◆ **MATERIALS PROVIDED**
____________

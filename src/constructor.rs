use alloc::{sync::Arc, vec::Vec};
use core::fmt::{self, Debug, Formatter};

use crate::{
    callable::{Arguments, BoxedBody},
    errors::InstantiateErrorKind,
    parameter::ParameterDescriptor,
    Value,
};

/// Describes how to construct a concrete type.
///
/// A constructor either has a designated initializer with a parameter list, which the resolver
/// arranges before calling it, or none, in which case it is called with no arguments.
#[derive(Clone)]
pub struct Constructor {
    parameters: Option<Arc<[ParameterDescriptor]>>,
    build: BoxedBody,
}

impl Constructor {
    /// Creates a constructor with a designated initializer
    #[must_use]
    pub fn new<F>(parameters: impl Into<Vec<ParameterDescriptor>>, build: F) -> Self
    where
        F: Fn(Arguments) -> Result<Value, InstantiateErrorKind> + Send + Sync + 'static,
    {
        let parameters: Vec<ParameterDescriptor> = parameters.into();
        Self {
            parameters: Some(parameters.into()),
            build: Arc::new(build),
        }
    }

    /// Creates a constructor without a designated initializer
    #[must_use]
    pub fn nullary<F>(build: F) -> Self
    where
        F: Fn() -> Result<Value, InstantiateErrorKind> + Send + Sync + 'static,
    {
        Self {
            parameters: None,
            build: Arc::new(move |_: Arguments| build()),
        }
    }

    /// Creates a constructor without a designated initializer that builds `T::default()`
    #[inline]
    #[must_use]
    pub fn default_of<T: Default + Clone + Send + 'static>() -> Self {
        Self::nullary(|| Ok(Value::new(T::default())))
    }

    /// Creates a constructor that returns a copy of the passed value.
    /// It can be used when the value was created outside the container.
    #[inline]
    #[must_use]
    pub fn instance<T: Clone + Send + Sync + 'static>(val: T) -> Self {
        Self::nullary(move || Ok(Value::new(val.clone())))
    }

    /// Parameters of the designated initializer, `None` if there is no initializer
    #[inline]
    #[must_use]
    pub fn parameters(&self) -> Option<&[ParameterDescriptor]> {
        self.parameters.as_deref()
    }

    /// Constructs the value from already arranged arguments
    ///
    /// # Errors
    /// Returns any error the build function returns
    #[inline]
    pub fn construct(&self, arguments: Arguments) -> Result<Value, InstantiateErrorKind> {
        (self.build)(arguments)
    }
}

impl Debug for Constructor {
    fn fmt(&self, f: &mut Formatter<'_>) -> fmt::Result {
        f.debug_struct("Constructor")
            .field("parameters", &self.parameters)
            .finish_non_exhaustive()
    }
}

____________

Retype the material above in full, keeping every word as it stands.

filename src/constructor.rs
use alloc::{sync::Arc, vec::Vec};
use core::fmt::{self, Debug, Formatter};

use crate::{
    callable::{Arguments, BoxedBody},
    errors::InstantiateErrorKind,
    parameter::ParameterDescriptor,
    Value,
};

/// Describes how to construct a concrete type.
///
/// A constructor either has a designated initializer with a parameter list, which the resolver
/// arranges before calling it, or none, in which case it is called with no arguments.
#[derive(Clone)]
pub struct Constructor {
    parameters: Option<Arc<[ParameterDescriptor]>>,
    build: BoxedBody,
}

impl Constructor {
    /// Creates a constructor with a designated initializer
    #[must_use]
    pub fn new<F>(parameters: impl Into<Vec<ParameterDescriptor>>, build: F) -> Self
    where
        F: Fn(Arguments) -> Result<Value, InstantiateErrorKind> + Send + Sync + 'static,
    {
        let parameters: Vec<ParameterDescriptor> = parameters.into();
        Self {
            parameters: Some(parameters.into()),
            build: Arc::new(build),
        }
    }

    /// Creates a constructor without a designated initializer
    #[must_use]
    pub fn nullary<F>(build: F) -> Self
    where
        F: Fn() -> Result<Value, InstantiateErrorKind> + Send + Sync + 'static,
    {
        Self {
            parameters: None,
            build: Arc::new(move |_: Arguments| build()),
        }
    }

    /// Creates a constructor without a designated initializer that builds `T::default()`
    #[inline]
    #[must_use]
    pub fn default_of<T: Default + Clone + Send + 'static>() -> Self {
        Self::nullary(|| Ok(Value::new(T::default())))
    }

    /// Creates a constructor that returns a copy of the passed value.
    /// It can be used when the value was created outside the container.
    #[inline]
    #[must_use]
    pub fn instance<T: Clone + Send + Sync + 'static>(val: T) -> Self {
        Self::nullary(move || Ok(Value::new(val.clone())))
    }

    /// Parameters of the designated initializer, `None` if there is no initializer
    #[inline]
    #[must_use]
    pub fn parameters(&self) -> Option<&[ParameterDescriptor]> {
        self.parameters.as_deref()
    }

    /// Constructs the value from already arranged arguments
    ///
    /// # Errors
    /// Returns any error the build function returns
    #[inline]
    pub fn construct(&self, arguments: Arguments) -> Result<Value, InstantiateErrorKind> {
        (self.build)(arguments)
    }
}

impl Debug for Constructor {
    fn fmt(&self, f: &mut Formatter<'_>) -> fmt::Result {
        f.debug_struct("Constructor")
            .field("parameters", &self.parameters)
            .finish_non_exhaustive()
    }
}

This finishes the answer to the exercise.